And in just a week, that’s that.
No complaints here. Last year’s vacations were about getting out and exploring and doing new things. This year’s was more about retreating and refreshing, and that is fine. Fine, I tell you. I desperately needed both parts of that R ‘n’ R, and the setting was lovely. The image above was from the same walk that yielded the last one, when the first maples were just starting to redden. By the time we left, the bracken ferns were browning, the milkweed was yellowing and while the forest is still mostly green, the last act of the year is underway. Sorry to break it to you, but I guess most of us check the calendar from time to time.
Thank you all for keeping up the conversation in my absence. I tried to avoid most news, but couldn’t get away entirely. Actually, me on a news diet is approximately an average American who considers themselves well-informed, I suspect, at least judging from the conversations I overhear in restaurants. We had zero cell signal where we were staying, and no wifi. Have you noticed how the only place you find video stores these days are in rural areas and poor neighborhoods? One can’t get decent-enough internet service to stream, the other can’t really afford it. I’m leaving out the exceptional film-snob place deep in some university-adjacent neighborhood, but even those are going away, I expect. So we watched cottage-shelf DVDs and read. Got through three New Yorkers, one a disappointing fiction issue, and two books – “Conversations With Friends” and “Under the Tuscan Sun,” which a friend gifted me with and said I’d love. (I realize it was a best-seller for a long time, but I remind you, I was the very last person in the world to see “A Chorus Line” on Broadway, too.)
It turns out I liked-short-of-loved it, but it’s an interesting artifact of its time, I’ll say, that time being the bygone Clinton presidency.

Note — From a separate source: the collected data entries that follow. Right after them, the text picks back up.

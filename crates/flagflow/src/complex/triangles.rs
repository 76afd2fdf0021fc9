//! Triple ratio and the middle/outer/inner triangles of a triple of flags.

use super::flag_complex::FlagComplex;
use super::types::{ChartPoint, Triangle};
use crate::error::{FlagError, FlagResult};
use crate::proj::{connecting_line, line_intersection, Vec3};

/// Triangle whose positivity decides whether a complex may be deformed.
pub const CANONICAL_TRIANGLE: Triangle = [0, 1, 2];

impl FlagComplex {
    /// Triple ratio
    /// `(l_a·p_b)(l_b·p_c)(l_c·p_a) / (l_a·p_c)(l_c·p_b)(l_b·p_a)` of `(a, b, c)`.
    ///
    /// Independent of the chosen homogeneous representatives. A vanishing
    /// denominator (a flag point on a neighbouring flag line) is reported as a
    /// degenerate configuration.
    pub fn get_triple_ratio(&self, triangle: Triangle) -> FlagResult<f64> {
        self.check_indices(&triangle)?;
        let [a, b, c] = triangle;
        let (p, l) = (&self.ps, &self.ls);
        let numerator = l[a].dot(&p[b]) * l[b].dot(&p[c]) * l[c].dot(&p[a]);
        let denominator = l[a].dot(&p[c]) * l[c].dot(&p[b]) * l[b].dot(&p[a]);
        let ratio = numerator / denominator;
        if denominator == 0.0 || !ratio.is_finite() {
            return Err(FlagError::DegenerateConfiguration(
                "triple ratio undefined: a flag point lies on another flag's line",
            ));
        }
        Ok(ratio)
    }

    /// True iff the triple ratio of `(0, 1, 2)` is strictly positive.
    pub fn is_positive(&self) -> FlagResult<bool> {
        if self.len() < 3 {
            return Err(FlagError::TooFewFlags {
                needed: 3,
                len: self.len(),
            });
        }
        Ok(self.get_triple_ratio(CANONICAL_TRIANGLE)? > 0.0)
    }

    /// Pre-flight check for the flows: `NotPositive` unless `is_positive()`.
    pub fn ensure_positive(&self) -> FlagResult<()> {
        if self.is_positive()? {
            Ok(())
        } else {
            Err(FlagError::NotPositive {
                ratio: self.get_triple_ratio(CANONICAL_TRIANGLE)?,
            })
        }
    }

    /// Middle triangle `(p_a, p_b, p_c)`.
    pub fn get_middle_triangle(&self, triangle: Triangle) -> FlagResult<[Vec3; 3]> {
        self.check_indices(&triangle)?;
        Ok(triangle.map(|i| self.ps[i]))
    }

    /// Outer triangle: vertex `i` is `l[(i-1) mod 3] ∩ l[(i+1) mod 3]`, the
    /// corner opposite to the flag point `p[i]`.
    pub fn get_outer_triangle(&self, triangle: Triangle) -> FlagResult<[Vec3; 3]> {
        self.check_indices(&triangle)?;
        let l = |k: usize| &self.ls[triangle[k % 3]];
        Ok([0, 1, 2].map(|i| line_intersection(l(i + 2), l(i + 1))))
    }

    /// Inner triangle `(u_0, u_1, u_2)`: `u_i` is the meet of the lines
    /// `p_{i-1} q_{i-1}` and `p_{i+1} q_{i+1}` joining middle and outer vertices.
    ///
    /// Only meaningful for positive triples; fails with `CoincidentPoints` if a
    /// flag point coincides with its opposite corner.
    pub fn get_inner_triangle(&self, triangle: Triangle) -> FlagResult<[Vec3; 3]> {
        let tps = self.get_middle_triangle(triangle)?;
        let tqs = self.get_outer_triangle(triangle)?;
        let mut us = [Vec3::zeros(); 3];
        for (i, u) in us.iter_mut().enumerate() {
            let (prev, next) = ((i + 2) % 3, (i + 1) % 3);
            *u = line_intersection(
                &connecting_line(&tps[prev], &tqs[prev])?,
                &connecting_line(&tps[next], &tqs[next])?,
            );
        }
        Ok(us)
    }

    /// Inner triangle in chart coordinates.
    pub fn get_projected_us(&self, triangle: Triangle) -> FlagResult<[ChartPoint; 3]> {
        let [u0, u1, u2] = self.get_inner_triangle(triangle)?;
        Ok([self.chart_point(&u0)?, self.chart_point(&u1)?, self.chart_point(&u2)?])
    }
}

Sigh. Remember that time? Everybody was earning good money, the newspaper business was robust and Al Kida was a guy who sold you your morning bagel. (Carbs were OK then, too.) You could publish a memoir about resetting your life by undertaking the renovation of an Italian villa on an American academic’s schedule, and people found it refreshing rather than self-indulgent. Even “Tuscany,” back then, was sort of a yuppie Brigadoon, a destination you visited, fell in love with and vowed to return to ever after. It’s a richly detailed book, but after the main work on the house is over, it lost steam for me.
“Conversations With Friends” was richer, and I bought it based on the fact I read this New Yorker piece about it all the way to the end. It’s not a substantial book, but it’s interesting, as a glimpse of how young people think about love. At least the young person who wrote it.

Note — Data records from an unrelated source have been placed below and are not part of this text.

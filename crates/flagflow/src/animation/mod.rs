//! Animation frames for the deformation flows.
//!
//! Purpose
//! - Drive one flow in small steps and sample the drawn complex after each
//!   step: flag points, corners, the inner triangles of the witness triangles
//!   and optionally a tessellation, all in display coordinates.
//!
//! Loop
//! - Pre-step to `-(range + 1) · t_step`, then `2 · range + 1` steps of
//!   `+t_step`; the frame after step `k` gets key `k - range`.
//! - Pre-flight: projection plane set, enough flags, positive complex.
//!
//! Code cross-refs: `flows`, `complex::FlagComplex::draw_complex`, `tessellate`.

mod driver;
mod types;

pub use driver::{animate, Animation};
pub use types::{AnimationCfg, Frame, Frames, Trafo, TrafoRange, DISPLAY_SCALE};

#[cfg(test)]
mod tests;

I did much of my reading on the screened porch, because the weather was so warm, approaching fall or not. This is overexposed; I was trying to capture the gnat cloud at the center — look closely — but it also captures the warmth of the day:
The next day was ever warmer, and we floated on the river for about six hours. Lunch was a sandwich on a convenient gravel bar. Longtime readers will remember the boat from 2004, when Alan built it.

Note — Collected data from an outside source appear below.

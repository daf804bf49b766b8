//! HTTP client for shop pages using wreq for TLS fingerprint emulation.

use crate::shop::models::Page;
use async_trait::async_trait;
use std::time::Duration;
use thiserror::Error;
use tracing::{debug, warn};
use wreq::Client;
use wreq_util::Emulation;

/// Default request timeout in milliseconds.
pub const DEFAULT_TIMEOUT_MS: u64 = 15_000;

/// Fetch failures surfaced to the caller.
#[derive(Debug, Error)]
pub enum FetchError {
    #[error("Request to {url} timed out after {timeout_ms}ms")]
    Timeout { url: String, timeout_ms: u64 },

    #[error("Failed to send request to {url}")]
    Network {
        url: String,
        #[source]
        source: wreq::Error,
    },

    #[error("Request to {url} failed with status: {status}")]
    Status { url: String, status: u16 },

    #[error("Failed to read response body from {url}")]
    Body {
        url: String,
        #[source]
        source: wreq::Error,
    },
}

impl FetchError {
    /// Returns true if the request hit its timeout.
    pub fn is_timeout(&self) -> bool {
        matches!(self, FetchError::Timeout { .. })
    }
}

/// A single GET request: target URL, headers, and timeout.
#[derive(Debug, Clone, PartialEq, Eq)]
pub struct FetchRequest {
    pub url: String,
    pub headers: Vec<(String, String)>,
    pub timeout_ms: u64,
}

impl FetchRequest {
    /// Creates a request with no extra headers and the default timeout.
    pub fn new(url: impl Into<String>) -> Self {
        Self { url: url.into(), headers: Vec::new(), timeout_ms: DEFAULT_TIMEOUT_MS }
    }

    /// Adds a header.
    pub fn header(mut self, name: impl Into<String>, value: impl Into<String>) -> Self {
        self.headers.push((name.into(), value.into()));
        self
    }

    /// Sets the timeout in milliseconds.
    pub fn timeout_ms(mut self, timeout_ms: u64) -> Self {
        self.timeout_ms = timeout_ms;
        self
    }
}

/// Trait for page fetching - enables mocking for tests.
#[async_trait]
pub trait PageFetch: Send + Sync {
    /// Fetches a page body, failing on network errors, timeouts, and non-2xx statuses.
    async fn fetch(&self, request: &FetchRequest) -> Result<Page, FetchError>;
}

/// Shop HTTP client with browser impersonation.
pub struct ShopClient {
    client: Client,
}

impl ShopClient {
    /// Creates a new client.
    pub fn new() -> anyhow::Result<Self> {
        let client = Client::builder()
            .cookie_store(true)
            .gzip(true)
            .brotli(true)
            .connect_timeout(Duration::from_secs(10))
            .build()?;

        Ok(Self { client })
    }

    async fn send(&self, request: &FetchRequest) -> Result<Page, FetchError> {
        let mut builder = self
            .client
            .get(&request.url)
            .emulation(Emulation::Chrome131)
            .header("Accept", "application/json,text/html;q=0.9,*/*;q=0.8")
            .header("Accept-Language", "en-US,en;q=0.9");

        for (name, value) in &request.headers {
            builder = builder.header(name.as_str(), value.as_str());
        }

        let response = builder
            .send()
            .await
            .map_err(|source| FetchError::Network { url: request.url.clone(), source })?;

        let status = response.status();
        debug!("Response status: {}", status);

        if !status.is_success() {
            return Err(FetchError::Status { url: request.url.clone(), status: status.as_u16() });
        }

        let url = response.uri().to_string();
        let content_type = response
            .headers()
            .get("content-type")
            .and_then(|v| v.to_str().ok())
            .unwrap_or_default()
            .to_string();

        let body = response
            .text()
            .await
            .map_err(|source| FetchError::Body { url: request.url.clone(), source })?;

        Ok(Page { body, url, content_type })
    }
}

#[async_trait]
impl PageFetch for ShopClient {
    async fn fetch(&self, request: &FetchRequest) -> Result<Page, FetchError> {
        debug!("GET {} (timeout {}ms)", request.url, request.timeout_ms);

        let timeout = Duration::from_millis(request.timeout_ms);
        match tokio::time::timeout(timeout, self.send(request)).await {
            Ok(result) => result,
            Err(_) => {
                warn!("Request to {} timed out", request.url);
                Err(FetchError::Timeout {
                    url: request.url.clone(),
                    timeout_ms: request.timeout_ms,
                })
            }
        }
    }
}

Our time in the cottage was done Thursday, but we couldn’t bear to go home, so we headed over to Traverse City in hopes that the usual summer crowds had abated somewhat. They had, but the place is still too much for me, except food-wise. We had a couple of good meals there, a couple more good beers, and I found a pair of cool boots, half-price, which makes it a good trip.
And then, homeward bound. As the cell signal grew stronger, I caught up on some reading. Almost all of it is outdated, but here are a couple you might not have seen yet:
The death of expertise, via Politico. We’ve hashed this out here many times, but the dark side of the internet’s democratization of everything has been the idea that anyone can be…oh, take your pick. A filmmaker, a publisher, a writer, a politician, a designer, etc. etc. I’m ready for the smart people to make a comeback, but god knows when that might be:
Voters say they reject expertise because experts—whom they think of as indistinguishable from governing elites—have failed them. “Americans might look back on the last 50 years and say, ‘What have experts done for us lately?’” one USA Today columnist recently wrote, without irony. Somehow, such critics missed the successful conclusion of the Cold War, the abundance of food to the point that we subsidize farmers, the creation of medicines that have extended human life, automobiles that are safer and more efficient than ever, and even the expert-driven victories of the previously hopeless Boston Red Sox and the Chicago Cubs. Experts, in this distorted telling, have managed only to impoverish and exploit ordinary Americans; anything that has benefited others apparently happened only by mere chance.
Also from Politico, the loneliest president, by Michael Kruse, who has made Trump-the-man his beat over the last year.
Finally, maybe a little housekeeping note. I’ve decided to continue the 3x/week posting, instead of the former 5x. I need to do some other writing, personal writing, and I need the time. You folks seem to carry the freight well in my absence, so keep on keeping on.
Now to find the bottom of my inbox. Over and out and back to the mangle. See you Wednesday-ish.